In recent years, much work has been carried out, based on large-scale surveys, mesocosm experiments and whole-lake experiments in investigating the effects of eutrophication on shallow wetland lakes. These systems have been central to thinking of thresholds and tipping points of change for they may switch rapidly from biodiverse, clear water plant-dominated systems to turbid phytoplankton-dominated systems (Balls, Moss & Irvine, 1989; Irvine, Moss & Balls, 1989; Scheffer et al.,1993). One school of thought sees this as directly a function of increased nutrients acting as drivers (Scheffer, 1998). An alternative sees nutrients as unable alone to cause the switch, but nutrients to influence the magnitude of thresholds at which other drivers such as herbicides, biocides, salinity, grazing by birds or fish, or water level change become effective (Moss, Madgwick & Phillips, 1996; Moss, 2007). Reverse switches, such as deliberate removal of fish for a period may be used to return the system back to clear water and plant dominance, and again, one school sees nutrient reduction as enough to do this, which may be so if the reduction is extreme, whereas the other sees the usually modest levels of reduction possible to be inadequate without other measures such as biomanipulation (Moss et al., 1996) or intrinsic changes in the fish community (Jeppesen et al., 2005). In either case, however, nutrients have a role, so it is of interest to predict what effects global temperature increase might have on systems already under substantial threat of eutrophication.
Such interactions are most easily teased out using controlled and replicated experimental systems; indeed it is difficult to envisage any other way of understanding the mechanisms. Experiments on whole lakes in which temperature is manipulated are inconceivable. The energy costs would be prodigious. Use of mesocosms that are electrically heated within lakes is possible and is a feature of experiments in Switzerland (M. Gessner, personal communication). Tanks, however are much easier to use and two sets of tanks systems, in Denmark (Liboriussen et al. (2005) and the U.K. (Mckee et al., 2000) are currently producing results that illuminate the interactions between temperature increase, nutrient loading and fish population.

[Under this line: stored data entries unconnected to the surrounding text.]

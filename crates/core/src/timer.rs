// SPDX-License-Identifier: BUSL-1.1
// Copyright (c) 2026 Alfred Jean LLC

//! Timer identifier type for tracking scheduled deadlines.
//!
//! Timer ids are string-encoded so they can round-trip through effects and
//! logs; [`TimerKind`] gives typed parse/format for routing when one fires.

use crate::id::TaskId;
use serde::{Deserialize, Serialize};
use std::fmt;

/// Unique identifier for a scheduled timer.
#[derive(Debug, Clone, PartialEq, Eq, Hash, Serialize, Deserialize)]
#[serde(transparent)]
pub struct TimerId(String);

impl TimerId {
    pub fn new(id: impl Into<String>) -> Self {
        Self(id.into())
    }

    pub fn as_str(&self) -> &str {
        &self.0
    }

    pub fn submit_retry(task: &TaskId) -> Self {
        TimerKind::SubmitRetry(task.clone()).to_timer_id()
    }

    pub fn exec_retry(task: &TaskId) -> Self {
        TimerKind::ExecRetry(task.clone()).to_timer_id()
    }

    pub fn submission_poll(task: &TaskId) -> Self {
        TimerKind::SubmissionPoll(task.clone()).to_timer_id()
    }

    pub fn execution_poll(task: &TaskId) -> Self {
        TimerKind::ExecutionPoll(task.clone()).to_timer_id()
    }

    pub fn execution_timeout(task: &TaskId) -> Self {
        TimerKind::ExecutionTimeout(task.clone()).to_timer_id()
    }

    pub fn expiry(task: &TaskId) -> Self {
        TimerKind::Expiry(task.clone()).to_timer_id()
    }

    pub fn stall() -> Self {
        TimerKind::Stall.to_timer_id()
    }

    pub fn inactivity() -> Self {
        TimerKind::Inactivity.to_timer_id()
    }

    /// Parse this timer ID into a typed `TimerKind`.
    pub fn kind(&self) -> Option<TimerKind> {
        TimerKind::parse(&self.0)
    }
}

impl fmt::Display for TimerId {
    fn fmt(&self, f: &mut fmt::Formatter<'_>) -> fmt::Result {
        f.write_str(&self.0)
    }
}

/// Parsed representation of a timer ID for type-safe routing.
#[derive(Debug, Clone, PartialEq, Eq)]
pub enum TimerKind {
    /// Submission retry delay elapsed for a task.
    SubmitRetry(TaskId),
    /// Execution retry delay elapsed for a task.
    ExecRetry(TaskId),
    /// Next submission poll is due.
    SubmissionPoll(TaskId),
    /// Next execution poll is due.
    ExecutionPoll(TaskId),
    /// Execution time limit deadline passed.
    ExecutionTimeout(TaskId),
    /// Expiry offset reached.
    Expiry(TaskId),
    /// Workflow stall timeout.
    Stall,
    /// Workflow inactivity timeout.
    Inactivity,
}

impl TimerKind {
    /// Parse a timer ID string into a typed `TimerKind`.
    ///
    /// Returns `None` for unrecognized timer ID formats.
    pub fn parse(id: &str) -> Option<TimerKind> {
        if id == "stall" {
            return Some(TimerKind::Stall);
        }
        if id == "inactivity" {
            return Some(TimerKind::Inactivity);
        }
        let (prefix, rest) = id.split_once(':')?;
        let task = TaskId::parse(rest)?;
        match prefix {
            "submit-retry" => Some(TimerKind::SubmitRetry(task)),
            "exec-retry" => Some(TimerKind::ExecRetry(task)),
            "submission-poll" => Some(TimerKind::SubmissionPoll(task)),
            "execution-poll" => Some(TimerKind::ExecutionPoll(task)),
            "execution-timeout" => Some(TimerKind::ExecutionTimeout(task)),
            "expiry" => Some(TimerKind::Expiry(task)),
            _ => None,
        }
    }

    /// Format this `TimerKind` back into a canonical `TimerId`.
    pub fn to_timer_id(&self) -> TimerId {
        match self {
            TimerKind::SubmitRetry(t) => TimerId::new(format!("submit-retry:{t}")),
            TimerKind::ExecRetry(t) => TimerId::new(format!("exec-retry:{t}")),
            TimerKind::SubmissionPoll(t) => TimerId::new(format!("submission-poll:{t}")),
            TimerKind::ExecutionPoll(t) => TimerId::new(format!("execution-poll:{t}")),
            TimerKind::ExecutionTimeout(t) => TimerId::new(format!("execution-timeout:{t}")),
            TimerKind::Expiry(t) => TimerId::new(format!("expiry:{t}")),
            TimerKind::Stall => TimerId::new("stall"),
            TimerKind::Inactivity => TimerId::new("inactivity"),
        }
    }

    /// The task this timer belongs to, for per-task timers.
    pub fn task(&self) -> Option<&TaskId> {
        match self {
            TimerKind::SubmitRetry(t)
            | TimerKind::ExecRetry(t)
            | TimerKind::SubmissionPoll(t)
            | TimerKind::ExecutionPoll(t)
            | TimerKind::ExecutionTimeout(t)
            | TimerKind::Expiry(t) => Some(t),
            TimerKind::Stall | TimerKind::Inactivity => None,
        }
    }
}

#[cfg(test)]
#[path = "timer_tests.rs"]
mod tests;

U.K. climate tank experiments
Two major experiments have been carried out in the U.K. (Table 1), one in 1998–2000 (McKee et al., 2002, 2003; Moss et al.,2003), the second in 2005–2007 (unpublished data of H. Feuchtmayr, R. J. Moran, D.Atkinson, I. Harvey, K.J. Hatton, L. Connor and B. Moss). In both cases twelve treatments, quadrupally replicated in 3-m3 tanks, were used in a randomised block design and analysed largely by repeated measures anova. Both had fish (sticklebacks, Gasterosteus aculeatus) and no fish treatments. In the first experiment a 3 °C-temperature rise, compared with ambient temperatures, throughout the year, or only in summer, was used. In the second experiment, ambient temperature and a 4 °C increase, all year, were used. Three nutrient treatments in the first experiment reflected no additional nutrients, a very modest enrichment and a moderate enrichment, with a sediment that was low (around 2%) in organic matter. The second experiment used a richer sediment (8% organic matter, though at the lower end of the range for shallow lake sediments, a no-added-nutrient treatment, and two nutrient loadings that straddled that given in the first experiment. In short the first experiment used a relatively lower temperature increase under conditions of low eutrophication, the second a higher increase with greater nutrient loading, but all within expected temperature increases and relevant states of eutrophication.

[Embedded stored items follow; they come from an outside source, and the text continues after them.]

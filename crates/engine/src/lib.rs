// SPDX-License-Identifier: BUSL-1.1
// Copyright (c) 2026 Alfred Jean LLC

// Allow panic!/unwrap/expect in test code
#![cfg_attr(test, allow(clippy::panic))]
#![cfg_attr(test, allow(clippy::unwrap_used))]
#![cfg_attr(test, allow(clippy::expect_used))]

//! gyre-engine: the scheduling engine.
//!
//! All state mutation happens on one engine loop. Producers (runner
//! invocations, xtrigger calls, event handlers, the command listener) feed
//! a single [`EngineMsg`] queue; the [`Runtime`] folds each message into
//! the task pool and returns [`gyre_core::Effect`]s for the [`Executor`],
//! which runs the side effects off-loop and feeds results back into the
//! same queue.

mod broadcast;
mod error;
mod executor;
mod handlers;
mod jobs;
mod msg;
mod pool;
mod router;
mod runtime;
mod scheduler;
mod xtrigger;

pub use broadcast::{deep_merge, BroadcastStore};
pub use error::RuntimeError;
pub use executor::Executor;
pub use jobs::{JobManager, PollPhase};
pub use msg::{EngineMsg, OperatorCommand, StopMode};
pub use pool::TaskPool;
pub use runtime::{Runtime, RuntimeConfig, StepOutcome, VERBOSITY_LEVELS};
pub use scheduler::Scheduler;
pub use xtrigger::{WallClock, WorkflowState, XRandom, XtriggerCall, XtriggerEngine};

Table 1. Summary of experimental conditions in two experiments carried out in temperature-controlled tanks at the University of Liverpool
Results from the first experiment (Table 2) suggested that warming would increase the incidence of symptoms of eutrophication. There was more release of phosphorus from the sediments and there were occasional fish kills following deoxygenation in summer (McKee et al., 2003). The plant community did not change in biomass but one member of it, the South African exotic, Lagarosiphon major, increased its growth rate and extended its growth season in the warmed treatments and came to dominate the warmed tanks (McKee et al., 2002, 2003). Effects of nutrient loading and presence or absence of fish were generally greater than those of warming but there was some interaction. Despite both warming and nutrients, a submerged plant community abundantly persisted, in contradiction to predictions made for the effects of climate change on shallow Dutch lakes (Mooij et al.,2005). There was very little effect of warming on the phytoplankton community composition and an expected rise in cyanobacterial abundance did not materialise (Moss et al., 2003).
Table 2. Summary of effects of warming in two experiments (Table 1) in which temperature rises of 3 and 4 °C were applied to shallow lake communities that were eutrophicated to modest levels
A plant community persisted in the second experiment also, but the combination of a further degree of warming and the slightly raised nutrient loading had dramatic effects. Sticklebacks have been shown in laboratory experiments progressively to abandon male parental care when temperatures were raised from 16–17 °C to around 22 °C in well-oxygenated aquaria (K. Hopkins, B. Moss and A.B. Gill, unpublished data) but the effects of a productive system in causing severe deoxygenation in the mesocosm tanks were more dramatic. Heating markedly reduced fish numbers and biomass but combinations of warming and even the lowest nutrient loading led to death of all fish. The reduced oxygen concentrations were at least partly due to a shift in the composition of the plant community towards greater biomass of floating lemnids that shaded the underlying water, also resulting in reduced phytoplankton growth. Warming did not reduce submerged macrophyte biomass though it increased floating macrophyte biomass. Nutrients significantly increased the floating mass and significantly decreased the submerged mass, though a substantial crop persisted, despite total phosphorus concentrations that averaged over 350 μg L−1. Zooplankton changes were not simply linked to behaviour of the phytoplankton; there was no shift to phytoplankton dominance and turbid water.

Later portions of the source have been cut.